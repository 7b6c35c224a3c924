//! The pipeline runner (C13): times and logs every step, optionally
//! counting how many elements a step moved by more than
//! [`constants::MOVEMENT_THRESHOLD`] on either axis (spec.md §4.13).
//!
//! Stderr emission goes through `tracing` and is gated by whatever
//! `RUST_LOG`/`EnvFilter` the embedding binary installs; the in-memory
//! [`PipelineLog`] is always collected, independent of logging
//! configuration, so tests can assert on step outcomes without capturing
//! stderr.

use layout_model::{Id, Registry, constants};
use std::future::Future;
use std::time::{Duration, Instant};

/// One step's recorded outcome.
#[derive(Debug, Clone)]
pub struct StepRecord {
    pub name: &'static str,
    pub duration: Duration,
    pub skipped: bool,
    /// `Some(count)` when the step asked for delta tracking; `None`
    /// otherwise (most snapshot/read-only steps don't track deltas).
    pub elements_moved: Option<usize>,
}

/// The full, ordered record of a `run_layout` call.
#[derive(Debug, Clone, Default)]
pub struct PipelineLog {
    records: Vec<StepRecord>,
}

impl PipelineLog {
    pub fn records(&self) -> &[StepRecord] {
        &self.records
    }

    pub fn total_duration(&self) -> Duration {
        self.records.iter().map(|r| r.duration).sum()
    }

    pub fn find(&self, name: &str) -> Option<&StepRecord> {
        self.records.iter().find(|r| r.name == name)
    }
}

/// Owns the registry for the duration of a layout call and drives each
/// step through it, matching spec.md §5's "exclusively owned by the
/// driver" resource policy.
pub(crate) struct PipelineRunner<'a> {
    registry: &'a mut Registry,
    log: PipelineLog,
}

impl<'a> PipelineRunner<'a> {
    pub fn new(registry: &'a mut Registry) -> Self {
        Self {
            registry,
            log: PipelineLog::default(),
        }
    }

    pub fn registry(&self) -> &Registry {
        self.registry
    }

    fn snapshot(&self) -> Vec<(Id, f64, f64)> {
        self.registry.get_all().iter().map(|e| (e.id, e.x, e.y)).collect()
    }

    fn count_moved(&self, before: &[(Id, f64, f64)]) -> usize {
        before
            .iter()
            .filter(|&&(id, x, y)| {
                self.registry.get(id).is_some_and(|e| {
                    (e.x - x).abs() > constants::MOVEMENT_THRESHOLD
                        || (e.y - y).abs() > constants::MOVEMENT_THRESHOLD
                })
            })
            .count()
    }

    fn record(&mut self, name: &'static str, duration: Duration, skipped: bool, moved: Option<usize>) {
        tracing::debug!(
            target: "pipeline.step",
            name,
            duration_us = duration.as_micros() as u64,
            skipped,
            moved = ?moved,
            "step complete"
        );
        self.log.records.push(StepRecord {
            name,
            duration,
            skipped,
            elements_moved: moved,
        });
    }

    /// Run an infallible step, optionally tracking how many elements moved.
    pub fn step<T>(&mut self, name: &'static str, track_delta: bool, f: impl FnOnce(&mut Registry) -> T) -> T {
        let before = track_delta.then(|| self.snapshot());
        let start = Instant::now();
        let result = f(self.registry);
        let duration = start.elapsed();
        let moved = before.map(|b| self.count_moved(&b));
        self.record(name, duration, false, moved);
        result
    }

    /// Run a fallible step. Errors still get logged (duration and, if
    /// requested, a moved count reflecting whatever partial mutation
    /// happened before the failure) before propagating.
    pub fn try_step<T, E>(
        &mut self,
        name: &'static str,
        track_delta: bool,
        f: impl FnOnce(&mut Registry) -> Result<T, E>,
    ) -> Result<T, E> {
        let before = track_delta.then(|| self.snapshot());
        let start = Instant::now();
        let result = f(self.registry);
        let duration = start.elapsed();
        let moved = before.map(|b| self.count_moved(&b));
        self.record(name, duration, false, moved);
        result
    }

    /// Run the one step allowed to suspend (spec.md §5: "the only
    /// suspension point is the call to the external layered-layout
    /// oracle").
    pub async fn step_async<T, E, Fut>(&mut self, name: &'static str, track_delta: bool, fut: Fut) -> Result<T, E>
    where
        Fut: Future<Output = Result<T, E>>,
    {
        let before = track_delta.then(|| self.snapshot());
        let start = Instant::now();
        let result = fut.await;
        let duration = start.elapsed();
        let moved = before.map(|b| self.count_moved(&b));
        self.record(name, duration, false, moved);
        result
    }

    /// Record a skipped step without running it (spec.md §4.13's skip
    /// predicate path).
    #[allow(dead_code)]
    pub fn skip(&mut self, name: &'static str) {
        tracing::debug!(target: "pipeline.step", name, "skipped");
        self.record(name, Duration::ZERO, true, None);
    }

    pub fn finish(self) -> PipelineLog {
        tracing::info!(
            target: "pipeline",
            steps = self.log.records.len(),
            total_us = self.log.total_duration().as_micros() as u64,
            "layout pipeline finished"
        );
        self.log
    }
}

#[cfg(test)]
mod tests {
    use super::*;
    use layout_model::{BpmnType, Element};

    #[test]
    fn step_without_tracking_leaves_moved_count_none() {
        let mut reg = Registry::new();
        let mut runner = PipelineRunner::new(&mut reg);
        runner.step("noop", false, |_| {});
        let record = &runner.log.records()[0];
        assert!(record.elements_moved.is_none());
        assert!(!record.skipped);
    }

    #[test]
    fn step_with_tracking_counts_moved_elements() {
        let mut reg = Registry::new();
        let a = reg.insert(Element::new(Id(0), BpmnType::Task));
        let mut runner = PipelineRunner::new(&mut reg);
        runner.step("move", true, |r| {
            use layout_model::Modeller;
            let _ = r.direct_move(a, 50.0, 50.0);
        });
        let record = runner.log.records()[0].clone();
        assert_eq!(record.elements_moved, Some(1));
    }

    #[test]
    fn skip_records_skipped_flag() {
        let mut reg = Registry::new();
        let mut runner = PipelineRunner::new(&mut reg);
        runner.skip("not_applicable");
        assert!(runner.log.records()[0].skipped);
    }
}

━━━━━━━━━━━━━━━━━━━━━━━━━━━━━━

ACTIVITY: Send back all of the material exactly as given.

RESULT OF THIS EXERCISE:
repository 7b6c35c224a3c924
//! The pipeline runner (C13): times and logs every step, optionally
//! counting how many elements a step moved by more than
//! [`constants::MOVEMENT_THRESHOLD`] on either axis (spec.md §4.13).
//!
//! Stderr emission goes through `tracing` and is gated by whatever
//! `RUST_LOG`/`EnvFilter` the embedding binary installs; the in-memory
//! [`PipelineLog`] is always collected, independent of logging
//! configuration, so tests can assert on step outcomes without capturing
//! stderr.

use layout_model::{Id, Registry, constants};
use std::future::Future;
use std::time::{Duration, Instant};

/// One step's recorded outcome.
#[derive(Debug, Clone)]
pub struct StepRecord {
    pub name: &'static str,
    pub duration: Duration,
    pub skipped: bool,
    /// `Some(count)` when the step asked for delta tracking; `None`
    /// otherwise (most snapshot/read-only steps don't track deltas).
    pub elements_moved: Option<usize>,
}

/// The full, ordered record of a `run_layout` call.
#[derive(Debug, Clone, Default)]
pub struct PipelineLog {
    records: Vec<StepRecord>,
}

impl PipelineLog {
    pub fn records(&self) -> &[StepRecord] {
        &self.records
    }

    pub fn total_duration(&self) -> Duration {
        self.records.iter().map(|r| r.duration).sum()
    }

    pub fn find(&self, name: &str) -> Option<&StepRecord> {
        self.records.iter().find(|r| r.name == name)
    }
}

/// Owns the registry for the duration of a layout call and drives each
/// step through it, matching spec.md §5's "exclusively owned by the
/// driver" resource policy.
pub(crate) struct PipelineRunner<'a> {
    registry: &'a mut Registry,
    log: PipelineLog,
}

impl<'a> PipelineRunner<'a> {
    pub fn new(registry: &'a mut Registry) -> Self {
        Self {
            registry,
            log: PipelineLog::default(),
        }
    }

    pub fn registry(&self) -> &Registry {
        self.registry
    }

    fn snapshot(&self) -> Vec<(Id, f64, f64)> {
        self.registry.get_all().iter().map(|e| (e.id, e.x, e.y)).collect()
    }

    fn count_moved(&self, before: &[(Id, f64, f64)]) -> usize {
        before
            .iter()
            .filter(|&&(id, x, y)| {
                self.registry.get(id).is_some_and(|e| {
                    (e.x - x).abs() > constants::MOVEMENT_THRESHOLD
                        || (e.y - y).abs() > constants::MOVEMENT_THRESHOLD
                })
            })
            .count()
    }

    fn record(&mut self, name: &'static str, duration: Duration, skipped: bool, moved: Option<usize>) {
        tracing::debug!(
            target: "pipeline.step",
            name,
            duration_us = duration.as_micros() as u64,
            skipped,
            moved = ?moved,
            "step complete"
        );
        self.log.records.push(StepRecord {
            name,
            duration,
            skipped,
            elements_moved: moved,
        });
    }

    /// Run an infallible step, optionally tracking how many elements moved.
    pub fn step<T>(&mut self, name: &'static str, track_delta: bool, f: impl FnOnce(&mut Registry) -> T) -> T {
        let before = track_delta.then(|| self.snapshot());
        let start = Instant::now();
        let result = f(self.registry);
        let duration = start.elapsed();
        let moved = before.map(|b| self.count_moved(&b));
        self.record(name, duration, false, moved);
        result
    }

    /// Run a fallible step. Errors still get logged (duration and, if
    /// requested, a moved count reflecting whatever partial mutation
    /// happened before the failure) before propagating.
    pub fn try_step<T, E>(
        &mut self,
        name: &'static str,
        track_delta: bool,
        f: impl FnOnce(&mut Registry) -> Result<T, E>,
    ) -> Result<T, E> {
        let before = track_delta.then(|| self.snapshot());
        let start = Instant::now();
        let result = f(self.registry);
        let duration = start.elapsed();
        let moved = before.map(|b| self.count_moved(&b));
        self.record(name, duration, false, moved);
        result
    }

    /// Run the one step allowed to suspend (spec.md §5: "the only
    /// suspension point is the call to the external layered-layout
    /// oracle").
    pub async fn step_async<T, E, Fut>(&mut self, name: &'static str, track_delta: bool, fut: Fut) -> Result<T, E>
    where
        Fut: Future<Output = Result<T, E>>,
    {
        let before = track_delta.then(|| self.snapshot());
        let start = Instant::now();
        let result = fut.await;
        let duration = start.elapsed();
        let moved = before.map(|b| self.count_moved(&b));
        self.record(name, duration, false, moved);
        result
    }

    /// Record a skipped step without running it (spec.md §4.13's skip
    /// predicate path).
    #[allow(dead_code)]
    pub fn skip(&mut self, name: &'static str) {
        tracing::debug!(target: "pipeline.step", name, "skipped");
        self.record(name, Duration::ZERO, true, None);
    }

    pub fn finish(self) -> PipelineLog {
        tracing::info!(
            target: "pipeline",
            steps = self.log.records.len(),
            total_us = self.log.total_duration().as_micros() as u64,
            "layout pipeline finished"
        );
        self.log
    }
}

#[cfg(test)]
mod tests {
    use super::*;
    use layout_model::{BpmnType, Element};

    #[test]
    fn step_without_tracking_leaves_moved_count_none() {
        let mut reg = Registry::new();
        let mut runner = PipelineRunner::new(&mut reg);
        runner.step("noop", false, |_| {});
        let record = &runner.log.records()[0];
        assert!(record.elements_moved.is_none());
        assert!(!record.skipped);
    }

    #[test]
    fn step_with_tracking_counts_moved_elements() {
        let mut reg = Registry::new();
        let a = reg.insert(Element::new(Id(0), BpmnType::Task));
        let mut runner = PipelineRunner::new(&mut reg);
        runner.step("move", true, |r| {
            use layout_model::Modeller;
            let _ = r.direct_move(a, 50.0, 50.0);
        });
        let record = runner.log.records()[0].clone();
        assert_eq!(record.elements_moved, Some(1));
    }

    #[test]
    fn skip_records_skipped_flag() {
        let mut reg = Registry::new();
        let mut runner = PipelineRunner::new(&mut reg);
        runner.skip("not_applicable");
        assert!(runner.log.records()[0].skipped);
    }
}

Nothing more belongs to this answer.